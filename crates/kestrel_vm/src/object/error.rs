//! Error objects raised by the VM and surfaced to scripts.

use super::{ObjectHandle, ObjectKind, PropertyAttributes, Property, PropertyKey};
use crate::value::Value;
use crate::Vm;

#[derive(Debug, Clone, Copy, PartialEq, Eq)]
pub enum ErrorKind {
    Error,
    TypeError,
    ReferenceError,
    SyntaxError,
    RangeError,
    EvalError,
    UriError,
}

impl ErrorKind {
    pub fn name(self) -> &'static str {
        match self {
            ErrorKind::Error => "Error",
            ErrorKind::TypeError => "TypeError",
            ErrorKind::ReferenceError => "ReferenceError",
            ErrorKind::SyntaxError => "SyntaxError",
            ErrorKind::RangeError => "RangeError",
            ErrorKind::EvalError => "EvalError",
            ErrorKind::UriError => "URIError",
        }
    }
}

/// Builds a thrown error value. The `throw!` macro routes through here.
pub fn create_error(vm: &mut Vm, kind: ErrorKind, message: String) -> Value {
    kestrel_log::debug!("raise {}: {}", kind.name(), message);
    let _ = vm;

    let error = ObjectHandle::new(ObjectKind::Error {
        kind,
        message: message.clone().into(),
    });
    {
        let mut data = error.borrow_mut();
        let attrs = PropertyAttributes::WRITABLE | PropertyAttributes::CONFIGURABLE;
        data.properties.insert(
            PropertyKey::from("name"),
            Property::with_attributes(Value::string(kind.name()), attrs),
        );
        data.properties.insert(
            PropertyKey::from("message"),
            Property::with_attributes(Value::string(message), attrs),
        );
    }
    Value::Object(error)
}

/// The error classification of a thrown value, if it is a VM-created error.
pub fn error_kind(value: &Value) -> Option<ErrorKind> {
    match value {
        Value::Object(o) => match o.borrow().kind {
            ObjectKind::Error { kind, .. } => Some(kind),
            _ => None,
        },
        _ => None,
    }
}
====================
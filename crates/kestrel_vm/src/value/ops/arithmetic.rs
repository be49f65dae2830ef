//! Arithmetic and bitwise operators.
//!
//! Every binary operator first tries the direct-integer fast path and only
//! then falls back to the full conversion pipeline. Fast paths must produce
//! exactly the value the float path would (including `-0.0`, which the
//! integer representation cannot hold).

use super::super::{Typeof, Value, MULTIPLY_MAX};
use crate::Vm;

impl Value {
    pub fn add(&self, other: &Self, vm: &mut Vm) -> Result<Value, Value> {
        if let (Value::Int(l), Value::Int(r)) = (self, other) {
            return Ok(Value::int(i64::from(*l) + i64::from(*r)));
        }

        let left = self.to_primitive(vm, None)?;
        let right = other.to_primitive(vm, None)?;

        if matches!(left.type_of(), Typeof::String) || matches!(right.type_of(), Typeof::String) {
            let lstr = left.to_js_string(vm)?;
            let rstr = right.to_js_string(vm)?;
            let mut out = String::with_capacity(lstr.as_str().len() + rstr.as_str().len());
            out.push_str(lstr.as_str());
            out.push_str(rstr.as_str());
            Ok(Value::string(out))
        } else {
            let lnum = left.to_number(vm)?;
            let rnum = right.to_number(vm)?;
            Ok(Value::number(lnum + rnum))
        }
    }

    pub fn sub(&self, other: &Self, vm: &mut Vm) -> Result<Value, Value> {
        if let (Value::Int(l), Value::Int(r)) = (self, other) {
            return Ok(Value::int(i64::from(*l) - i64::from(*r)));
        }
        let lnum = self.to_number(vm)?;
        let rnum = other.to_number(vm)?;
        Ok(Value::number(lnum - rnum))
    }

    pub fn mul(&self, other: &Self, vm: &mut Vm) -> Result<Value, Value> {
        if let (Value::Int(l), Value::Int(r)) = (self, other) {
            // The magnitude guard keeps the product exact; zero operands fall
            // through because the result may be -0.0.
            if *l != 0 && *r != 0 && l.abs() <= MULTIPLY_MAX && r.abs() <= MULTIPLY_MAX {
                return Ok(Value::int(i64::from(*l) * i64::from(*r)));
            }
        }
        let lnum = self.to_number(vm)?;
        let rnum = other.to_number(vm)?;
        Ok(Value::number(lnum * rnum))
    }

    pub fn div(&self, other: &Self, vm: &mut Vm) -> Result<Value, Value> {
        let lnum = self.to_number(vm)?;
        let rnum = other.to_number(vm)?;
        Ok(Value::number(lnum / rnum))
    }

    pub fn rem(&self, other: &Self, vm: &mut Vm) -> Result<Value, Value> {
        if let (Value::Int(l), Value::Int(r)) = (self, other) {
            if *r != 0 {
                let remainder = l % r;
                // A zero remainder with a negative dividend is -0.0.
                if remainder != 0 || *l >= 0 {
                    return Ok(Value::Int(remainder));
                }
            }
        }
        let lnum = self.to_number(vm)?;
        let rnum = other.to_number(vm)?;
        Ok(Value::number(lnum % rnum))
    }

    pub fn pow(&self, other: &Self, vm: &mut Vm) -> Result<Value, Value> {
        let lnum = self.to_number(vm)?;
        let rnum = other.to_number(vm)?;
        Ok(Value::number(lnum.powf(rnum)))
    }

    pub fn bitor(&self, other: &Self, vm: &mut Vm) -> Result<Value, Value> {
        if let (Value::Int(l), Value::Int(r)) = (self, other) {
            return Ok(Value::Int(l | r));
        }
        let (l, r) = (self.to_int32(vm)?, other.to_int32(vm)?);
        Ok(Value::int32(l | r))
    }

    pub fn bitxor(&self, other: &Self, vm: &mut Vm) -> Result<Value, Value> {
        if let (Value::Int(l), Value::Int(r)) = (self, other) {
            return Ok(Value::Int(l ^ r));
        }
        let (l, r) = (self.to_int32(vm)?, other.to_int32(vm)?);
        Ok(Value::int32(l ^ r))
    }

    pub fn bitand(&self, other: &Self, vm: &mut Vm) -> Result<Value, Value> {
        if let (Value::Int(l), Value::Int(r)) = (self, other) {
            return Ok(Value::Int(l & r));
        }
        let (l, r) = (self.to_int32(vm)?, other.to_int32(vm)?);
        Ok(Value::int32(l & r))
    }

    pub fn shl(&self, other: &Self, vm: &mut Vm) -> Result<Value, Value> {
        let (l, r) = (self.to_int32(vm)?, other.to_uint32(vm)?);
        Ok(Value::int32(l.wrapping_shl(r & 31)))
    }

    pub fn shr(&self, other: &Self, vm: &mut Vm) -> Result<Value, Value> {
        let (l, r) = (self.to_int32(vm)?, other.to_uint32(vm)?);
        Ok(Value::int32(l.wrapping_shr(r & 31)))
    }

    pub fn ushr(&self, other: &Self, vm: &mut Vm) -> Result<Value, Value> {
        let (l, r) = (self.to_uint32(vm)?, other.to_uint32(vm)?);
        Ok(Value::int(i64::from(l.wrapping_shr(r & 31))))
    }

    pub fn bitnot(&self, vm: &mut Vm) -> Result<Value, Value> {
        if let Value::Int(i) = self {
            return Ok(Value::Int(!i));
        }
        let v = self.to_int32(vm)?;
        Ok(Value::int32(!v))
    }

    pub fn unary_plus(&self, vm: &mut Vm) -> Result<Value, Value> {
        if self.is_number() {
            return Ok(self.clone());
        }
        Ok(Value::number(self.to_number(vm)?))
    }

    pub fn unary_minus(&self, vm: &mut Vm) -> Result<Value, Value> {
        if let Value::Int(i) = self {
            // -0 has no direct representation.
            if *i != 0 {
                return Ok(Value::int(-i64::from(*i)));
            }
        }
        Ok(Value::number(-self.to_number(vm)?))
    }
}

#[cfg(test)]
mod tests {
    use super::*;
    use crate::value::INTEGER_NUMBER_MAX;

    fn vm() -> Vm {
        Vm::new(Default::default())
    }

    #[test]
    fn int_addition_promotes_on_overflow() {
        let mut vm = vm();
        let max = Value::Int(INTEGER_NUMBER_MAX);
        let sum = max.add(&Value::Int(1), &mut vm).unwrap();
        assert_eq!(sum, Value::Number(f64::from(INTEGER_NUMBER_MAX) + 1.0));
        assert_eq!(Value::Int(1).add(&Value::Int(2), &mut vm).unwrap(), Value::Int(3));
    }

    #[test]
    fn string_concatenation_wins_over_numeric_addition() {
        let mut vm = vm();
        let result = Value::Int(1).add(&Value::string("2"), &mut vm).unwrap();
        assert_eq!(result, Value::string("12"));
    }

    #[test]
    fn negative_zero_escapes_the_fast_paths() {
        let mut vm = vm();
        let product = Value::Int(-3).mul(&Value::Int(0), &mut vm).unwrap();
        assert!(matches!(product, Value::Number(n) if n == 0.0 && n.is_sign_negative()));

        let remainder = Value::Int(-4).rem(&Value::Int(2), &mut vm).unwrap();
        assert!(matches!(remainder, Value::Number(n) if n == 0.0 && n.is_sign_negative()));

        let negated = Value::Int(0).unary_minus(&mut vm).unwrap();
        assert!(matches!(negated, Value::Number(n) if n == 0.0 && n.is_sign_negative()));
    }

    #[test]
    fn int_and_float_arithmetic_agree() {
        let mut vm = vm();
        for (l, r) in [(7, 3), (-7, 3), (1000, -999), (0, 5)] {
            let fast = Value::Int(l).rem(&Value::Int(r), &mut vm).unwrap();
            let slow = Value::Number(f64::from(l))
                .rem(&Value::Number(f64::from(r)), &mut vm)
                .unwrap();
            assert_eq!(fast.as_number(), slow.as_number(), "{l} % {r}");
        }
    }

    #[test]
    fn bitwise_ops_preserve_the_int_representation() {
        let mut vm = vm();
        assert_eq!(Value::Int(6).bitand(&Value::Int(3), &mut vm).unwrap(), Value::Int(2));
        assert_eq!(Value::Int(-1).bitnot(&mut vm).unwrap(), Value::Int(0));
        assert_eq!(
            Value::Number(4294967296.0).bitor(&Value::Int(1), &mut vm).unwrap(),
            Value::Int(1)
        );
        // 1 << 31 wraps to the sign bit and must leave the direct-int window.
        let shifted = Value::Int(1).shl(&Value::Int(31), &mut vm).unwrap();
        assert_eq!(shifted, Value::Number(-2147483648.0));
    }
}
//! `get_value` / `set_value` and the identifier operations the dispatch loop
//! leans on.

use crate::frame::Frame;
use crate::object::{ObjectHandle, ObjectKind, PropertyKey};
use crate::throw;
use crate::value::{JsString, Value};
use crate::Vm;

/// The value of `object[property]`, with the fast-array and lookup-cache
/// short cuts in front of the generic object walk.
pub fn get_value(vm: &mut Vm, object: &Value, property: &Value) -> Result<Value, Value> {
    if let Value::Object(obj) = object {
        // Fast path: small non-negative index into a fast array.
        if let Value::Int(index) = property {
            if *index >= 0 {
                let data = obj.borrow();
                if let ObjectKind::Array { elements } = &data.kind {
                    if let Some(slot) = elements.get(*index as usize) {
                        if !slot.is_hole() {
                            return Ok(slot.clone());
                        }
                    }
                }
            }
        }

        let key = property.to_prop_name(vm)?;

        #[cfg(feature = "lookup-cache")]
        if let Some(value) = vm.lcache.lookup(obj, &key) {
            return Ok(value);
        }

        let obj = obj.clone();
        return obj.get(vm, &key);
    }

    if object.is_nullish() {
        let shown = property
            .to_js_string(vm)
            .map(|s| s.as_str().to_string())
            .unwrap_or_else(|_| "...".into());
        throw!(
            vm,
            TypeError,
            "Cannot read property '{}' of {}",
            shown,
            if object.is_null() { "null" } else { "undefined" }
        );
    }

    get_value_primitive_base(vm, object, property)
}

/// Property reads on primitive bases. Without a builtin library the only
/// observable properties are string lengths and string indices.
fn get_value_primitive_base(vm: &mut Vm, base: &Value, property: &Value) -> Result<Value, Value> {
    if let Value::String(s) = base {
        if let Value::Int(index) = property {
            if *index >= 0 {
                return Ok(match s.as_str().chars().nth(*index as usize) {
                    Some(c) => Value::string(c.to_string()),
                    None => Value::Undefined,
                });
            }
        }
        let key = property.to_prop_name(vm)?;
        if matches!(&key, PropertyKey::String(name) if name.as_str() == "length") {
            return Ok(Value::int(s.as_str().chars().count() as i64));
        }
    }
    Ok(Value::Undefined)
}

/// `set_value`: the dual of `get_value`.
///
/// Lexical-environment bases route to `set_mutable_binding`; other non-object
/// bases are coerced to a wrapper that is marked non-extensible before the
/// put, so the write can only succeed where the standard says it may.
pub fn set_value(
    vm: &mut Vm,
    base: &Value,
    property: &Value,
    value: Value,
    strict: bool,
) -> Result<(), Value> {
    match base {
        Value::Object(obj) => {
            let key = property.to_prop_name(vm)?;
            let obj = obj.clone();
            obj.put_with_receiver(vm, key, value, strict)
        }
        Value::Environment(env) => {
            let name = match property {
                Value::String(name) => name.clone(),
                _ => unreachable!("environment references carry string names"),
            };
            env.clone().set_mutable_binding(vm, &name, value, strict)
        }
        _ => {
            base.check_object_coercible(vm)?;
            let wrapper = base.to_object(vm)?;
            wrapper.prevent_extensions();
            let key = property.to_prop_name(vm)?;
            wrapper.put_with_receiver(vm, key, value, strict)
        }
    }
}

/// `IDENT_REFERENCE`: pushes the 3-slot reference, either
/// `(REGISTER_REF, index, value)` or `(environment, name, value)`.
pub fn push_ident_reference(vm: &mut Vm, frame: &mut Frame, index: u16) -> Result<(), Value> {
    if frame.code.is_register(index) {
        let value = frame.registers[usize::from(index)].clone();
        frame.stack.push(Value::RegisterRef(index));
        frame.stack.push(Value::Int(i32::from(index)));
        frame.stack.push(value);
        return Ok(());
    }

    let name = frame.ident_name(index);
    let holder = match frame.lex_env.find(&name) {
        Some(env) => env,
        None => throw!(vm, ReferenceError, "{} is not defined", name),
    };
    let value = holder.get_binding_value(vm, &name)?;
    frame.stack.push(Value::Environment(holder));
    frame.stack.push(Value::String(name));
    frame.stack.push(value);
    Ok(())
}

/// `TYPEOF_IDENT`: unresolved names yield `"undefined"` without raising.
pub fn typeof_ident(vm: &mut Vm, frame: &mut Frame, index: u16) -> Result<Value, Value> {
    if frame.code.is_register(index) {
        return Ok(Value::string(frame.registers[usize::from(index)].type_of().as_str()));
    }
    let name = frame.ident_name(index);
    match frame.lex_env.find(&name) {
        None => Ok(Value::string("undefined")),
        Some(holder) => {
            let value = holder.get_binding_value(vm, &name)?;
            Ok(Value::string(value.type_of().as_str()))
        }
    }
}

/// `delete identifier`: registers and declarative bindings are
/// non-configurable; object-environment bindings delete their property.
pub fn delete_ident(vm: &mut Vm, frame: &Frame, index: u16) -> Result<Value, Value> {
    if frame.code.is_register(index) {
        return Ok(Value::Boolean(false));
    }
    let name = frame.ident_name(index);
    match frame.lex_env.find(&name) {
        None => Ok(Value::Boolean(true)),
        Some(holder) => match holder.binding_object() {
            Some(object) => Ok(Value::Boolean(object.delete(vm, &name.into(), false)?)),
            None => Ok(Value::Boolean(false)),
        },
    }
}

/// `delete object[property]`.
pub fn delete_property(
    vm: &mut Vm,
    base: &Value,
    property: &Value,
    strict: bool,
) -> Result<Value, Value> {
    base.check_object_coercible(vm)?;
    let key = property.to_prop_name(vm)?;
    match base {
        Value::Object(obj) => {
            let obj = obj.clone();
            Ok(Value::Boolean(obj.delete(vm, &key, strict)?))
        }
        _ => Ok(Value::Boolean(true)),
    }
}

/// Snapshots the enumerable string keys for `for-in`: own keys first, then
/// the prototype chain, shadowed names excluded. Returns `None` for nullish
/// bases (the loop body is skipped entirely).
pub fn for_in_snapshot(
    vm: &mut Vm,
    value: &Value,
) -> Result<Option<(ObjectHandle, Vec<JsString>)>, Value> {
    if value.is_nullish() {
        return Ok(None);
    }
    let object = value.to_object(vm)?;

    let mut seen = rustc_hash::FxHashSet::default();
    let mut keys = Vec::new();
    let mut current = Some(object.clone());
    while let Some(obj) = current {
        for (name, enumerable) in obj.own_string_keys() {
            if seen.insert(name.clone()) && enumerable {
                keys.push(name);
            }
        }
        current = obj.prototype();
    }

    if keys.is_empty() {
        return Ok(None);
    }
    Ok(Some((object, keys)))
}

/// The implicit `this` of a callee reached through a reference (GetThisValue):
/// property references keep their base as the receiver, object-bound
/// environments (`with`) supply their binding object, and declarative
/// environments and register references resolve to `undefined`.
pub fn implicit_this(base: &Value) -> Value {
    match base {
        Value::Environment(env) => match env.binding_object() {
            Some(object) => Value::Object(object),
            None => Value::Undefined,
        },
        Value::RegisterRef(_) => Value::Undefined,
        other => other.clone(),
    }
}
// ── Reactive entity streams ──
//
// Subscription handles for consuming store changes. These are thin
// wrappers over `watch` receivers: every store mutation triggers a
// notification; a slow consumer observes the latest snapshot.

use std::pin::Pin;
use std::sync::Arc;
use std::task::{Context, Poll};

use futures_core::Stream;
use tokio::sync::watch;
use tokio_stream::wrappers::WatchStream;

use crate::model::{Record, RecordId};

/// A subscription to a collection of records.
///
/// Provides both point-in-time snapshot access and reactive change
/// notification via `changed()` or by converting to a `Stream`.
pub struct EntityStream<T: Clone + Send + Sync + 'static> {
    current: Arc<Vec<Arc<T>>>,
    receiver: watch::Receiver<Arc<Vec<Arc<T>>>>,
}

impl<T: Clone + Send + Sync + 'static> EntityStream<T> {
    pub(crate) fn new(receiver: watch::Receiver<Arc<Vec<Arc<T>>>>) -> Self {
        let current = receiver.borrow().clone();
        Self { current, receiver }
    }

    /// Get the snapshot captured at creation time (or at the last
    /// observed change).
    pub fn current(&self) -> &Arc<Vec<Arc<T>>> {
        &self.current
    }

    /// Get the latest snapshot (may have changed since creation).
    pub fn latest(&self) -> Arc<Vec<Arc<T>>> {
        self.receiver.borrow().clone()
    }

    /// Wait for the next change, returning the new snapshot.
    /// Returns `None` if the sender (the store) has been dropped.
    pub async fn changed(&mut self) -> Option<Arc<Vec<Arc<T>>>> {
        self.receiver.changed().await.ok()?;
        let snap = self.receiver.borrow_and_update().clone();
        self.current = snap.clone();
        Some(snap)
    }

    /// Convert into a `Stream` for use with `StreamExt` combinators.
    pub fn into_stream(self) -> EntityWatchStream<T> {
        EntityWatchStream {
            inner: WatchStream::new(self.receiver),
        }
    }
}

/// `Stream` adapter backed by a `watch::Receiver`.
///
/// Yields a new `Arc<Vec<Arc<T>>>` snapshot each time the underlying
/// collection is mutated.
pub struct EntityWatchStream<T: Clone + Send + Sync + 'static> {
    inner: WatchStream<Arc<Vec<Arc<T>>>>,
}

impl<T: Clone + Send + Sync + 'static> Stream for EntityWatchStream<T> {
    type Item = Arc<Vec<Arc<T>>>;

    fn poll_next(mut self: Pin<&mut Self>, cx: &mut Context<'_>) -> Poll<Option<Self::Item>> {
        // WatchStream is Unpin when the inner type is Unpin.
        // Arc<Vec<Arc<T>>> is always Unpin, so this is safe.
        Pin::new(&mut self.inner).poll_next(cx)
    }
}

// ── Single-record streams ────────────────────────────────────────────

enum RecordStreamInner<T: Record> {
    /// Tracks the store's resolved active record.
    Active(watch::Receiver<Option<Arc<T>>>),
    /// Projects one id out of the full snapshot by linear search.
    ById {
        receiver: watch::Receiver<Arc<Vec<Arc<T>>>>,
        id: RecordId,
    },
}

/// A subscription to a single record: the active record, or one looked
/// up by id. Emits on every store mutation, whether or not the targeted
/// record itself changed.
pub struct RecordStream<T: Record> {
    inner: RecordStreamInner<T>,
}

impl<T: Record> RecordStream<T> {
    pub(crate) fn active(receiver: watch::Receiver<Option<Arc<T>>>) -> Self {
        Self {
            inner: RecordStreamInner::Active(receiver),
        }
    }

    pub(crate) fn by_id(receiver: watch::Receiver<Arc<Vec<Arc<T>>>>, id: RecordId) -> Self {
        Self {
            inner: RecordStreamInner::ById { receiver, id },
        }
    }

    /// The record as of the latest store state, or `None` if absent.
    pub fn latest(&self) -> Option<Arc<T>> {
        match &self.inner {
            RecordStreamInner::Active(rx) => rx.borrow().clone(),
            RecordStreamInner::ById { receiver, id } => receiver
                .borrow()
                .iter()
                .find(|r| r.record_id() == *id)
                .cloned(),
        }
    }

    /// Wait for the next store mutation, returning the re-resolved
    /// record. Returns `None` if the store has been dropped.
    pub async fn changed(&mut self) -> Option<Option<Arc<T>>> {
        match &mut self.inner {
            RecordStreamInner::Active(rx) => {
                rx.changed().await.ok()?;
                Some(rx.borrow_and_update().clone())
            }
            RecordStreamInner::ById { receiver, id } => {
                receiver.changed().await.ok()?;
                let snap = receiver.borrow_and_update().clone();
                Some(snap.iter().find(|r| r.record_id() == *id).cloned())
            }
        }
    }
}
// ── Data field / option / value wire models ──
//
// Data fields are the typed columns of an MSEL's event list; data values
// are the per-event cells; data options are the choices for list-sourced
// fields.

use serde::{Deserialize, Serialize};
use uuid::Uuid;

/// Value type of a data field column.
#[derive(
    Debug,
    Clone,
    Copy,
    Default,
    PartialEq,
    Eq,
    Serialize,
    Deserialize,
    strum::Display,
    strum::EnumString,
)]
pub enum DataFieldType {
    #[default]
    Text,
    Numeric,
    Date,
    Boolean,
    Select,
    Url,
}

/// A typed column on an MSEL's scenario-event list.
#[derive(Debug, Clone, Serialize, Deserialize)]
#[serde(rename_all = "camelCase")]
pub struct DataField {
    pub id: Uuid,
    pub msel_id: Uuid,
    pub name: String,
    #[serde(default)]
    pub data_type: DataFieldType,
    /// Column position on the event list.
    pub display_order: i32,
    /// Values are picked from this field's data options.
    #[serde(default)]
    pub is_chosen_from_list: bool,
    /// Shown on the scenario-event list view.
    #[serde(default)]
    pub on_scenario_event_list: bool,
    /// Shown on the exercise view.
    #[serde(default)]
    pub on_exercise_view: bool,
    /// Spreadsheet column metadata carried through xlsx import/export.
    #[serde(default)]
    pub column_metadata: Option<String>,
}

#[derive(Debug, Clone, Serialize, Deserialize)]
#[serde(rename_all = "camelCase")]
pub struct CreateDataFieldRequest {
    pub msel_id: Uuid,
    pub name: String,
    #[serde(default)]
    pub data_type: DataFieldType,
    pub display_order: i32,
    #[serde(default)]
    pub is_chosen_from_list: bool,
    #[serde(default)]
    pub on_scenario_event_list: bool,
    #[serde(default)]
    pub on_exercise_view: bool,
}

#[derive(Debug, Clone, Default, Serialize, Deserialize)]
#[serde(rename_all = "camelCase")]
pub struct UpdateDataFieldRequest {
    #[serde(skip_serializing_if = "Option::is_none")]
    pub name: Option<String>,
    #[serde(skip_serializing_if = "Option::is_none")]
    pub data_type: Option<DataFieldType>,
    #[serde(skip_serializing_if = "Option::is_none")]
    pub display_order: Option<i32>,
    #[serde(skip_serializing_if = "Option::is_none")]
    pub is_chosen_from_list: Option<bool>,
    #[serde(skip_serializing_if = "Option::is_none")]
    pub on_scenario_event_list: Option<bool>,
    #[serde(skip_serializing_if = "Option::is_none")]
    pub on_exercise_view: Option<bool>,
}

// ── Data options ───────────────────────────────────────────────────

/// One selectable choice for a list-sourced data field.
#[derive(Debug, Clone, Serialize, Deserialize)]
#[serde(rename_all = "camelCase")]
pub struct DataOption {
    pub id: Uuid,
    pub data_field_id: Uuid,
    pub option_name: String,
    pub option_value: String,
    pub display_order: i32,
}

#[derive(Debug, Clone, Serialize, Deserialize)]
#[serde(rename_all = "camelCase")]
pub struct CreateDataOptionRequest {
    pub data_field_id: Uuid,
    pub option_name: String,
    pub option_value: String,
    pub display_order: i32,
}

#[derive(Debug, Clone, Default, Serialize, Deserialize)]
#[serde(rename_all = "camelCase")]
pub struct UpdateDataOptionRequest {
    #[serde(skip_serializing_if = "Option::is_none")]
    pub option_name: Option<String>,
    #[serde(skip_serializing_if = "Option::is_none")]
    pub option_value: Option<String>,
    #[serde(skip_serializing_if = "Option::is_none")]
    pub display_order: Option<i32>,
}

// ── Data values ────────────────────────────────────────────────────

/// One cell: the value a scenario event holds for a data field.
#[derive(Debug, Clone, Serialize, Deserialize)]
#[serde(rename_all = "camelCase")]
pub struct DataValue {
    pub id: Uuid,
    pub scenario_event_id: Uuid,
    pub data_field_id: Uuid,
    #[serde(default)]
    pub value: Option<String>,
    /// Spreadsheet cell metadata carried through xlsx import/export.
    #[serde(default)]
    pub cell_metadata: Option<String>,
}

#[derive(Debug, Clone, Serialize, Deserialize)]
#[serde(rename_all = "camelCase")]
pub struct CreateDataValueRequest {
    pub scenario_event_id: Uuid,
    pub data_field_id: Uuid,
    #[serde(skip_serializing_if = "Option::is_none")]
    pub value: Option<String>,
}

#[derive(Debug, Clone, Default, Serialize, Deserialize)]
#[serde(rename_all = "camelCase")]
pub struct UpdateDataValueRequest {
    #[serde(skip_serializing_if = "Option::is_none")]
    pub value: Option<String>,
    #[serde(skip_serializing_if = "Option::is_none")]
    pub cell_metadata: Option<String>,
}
====================
■ EXERCISE PROMPT: Which of the lines in the material above contain "thrown"? Copy each one out.

■ SOLUTION TO THE PROBLEM:
/// Builds a thrown error value. The `throw!` macro routes through here.
/// The error classification of a thrown value, if it is a VM-created error.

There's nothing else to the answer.